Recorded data

//! Resolves a form to the list of fields its conditions may reference,
//! memoized per form name.
//!
//! This is plumbing around the compiler, not part of it: the builder only
//! ever sees the field list. The cache exists because resolving a form is
//! done on every runtime view refresh and the field set is stable for the
//! life of the process.

use std::collections::HashMap;
use std::sync::{Arc, Mutex, MutexGuard};

use crate::value::{Field, FieldDef};

/// A form definition as the surrounding application hands it over: a
/// stable name and the fields bound to its table.
#[derive(Debug, Clone, PartialEq, Eq)]
pub struct Form {
    pub name: String,
    pub fields: Vec<FieldDef>,
}

impl Form {
    pub fn new(name: &str, fields: Vec<FieldDef>) -> Self {
        Self {
            name: name.to_string(),
            fields,
        }
    }
}

/// The resolved field set for one form. Read-only once built; the
/// compiler never mutates it.
#[derive(Debug)]
pub struct FormFieldResolver {
    fields: Vec<FieldDef>,
}

impl FormFieldResolver {
    fn new(form: &Form) -> Self {
        Self {
            fields: form.fields.clone(),
        }
    }

    pub fn fields(&self) -> &[FieldDef] {
        &self.fields
    }

    /// The field list in the shape [crate::builder::ConditionBuilder]
    /// takes it.
    pub fn field_refs(&self) -> Vec<&dyn Field> {
        self.fields.iter().map(|f| f as &dyn Field).collect()
    }
}

/// Hands out at most one [FormFieldResolver] per form name, no matter how
/// many threads ask at once. The lock is scoped to the map; resolvers
/// themselves are shared via [Arc] and need no further coordination.
#[derive(Debug, Default)]
pub struct ResolverCache {
    cache: Mutex<HashMap<String, Arc<FormFieldResolver>>>,
}

impl ResolverCache {
    pub fn new() -> Self {
        Self::default()
    }

    /// Returns the resolver for `form`, building it on first request.
    pub fn resolver(&self, form: &Form) -> Arc<FormFieldResolver> {
        let mut cache = self.lock();
        cache
            .entry(form.name.clone())
            .or_insert_with(|| Arc::new(FormFieldResolver::new(form)))
            .clone()
    }

    /// Drops the cached resolver for a form, forcing a rebuild on the
    /// next request. Called when a form definition is edited.
    pub fn invalidate(&self, form_name: &str) {
        self.lock().remove(form_name);
    }

    fn lock(&self) -> MutexGuard<'_, HashMap<String, Arc<FormFieldResolver>>> {
        // A panic while holding the lock leaves the map intact, so the
        //  poisoned state can be safely ignored.
        match self.cache.lock() {
            Ok(guard) => guard,
            Err(poisoned) => poisoned.into_inner(),
        }
    }
}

#### [What is expected]
When copying the data above, please keep exactly the lines from its first line through the line with "use std::collections::HashMap;", both ends included, and drop the rest.

#### [Task response]
//! Resolves a form to the list of fields its conditions may reference,
//! memoized per form name.
//!
//! This is plumbing around the compiler, not part of it: the builder only
//! ever sees the field list. The cache exists because resolving a form is
//! done on every runtime view refresh and the field set is stable for the
//! life of the process.

use std::collections::HashMap;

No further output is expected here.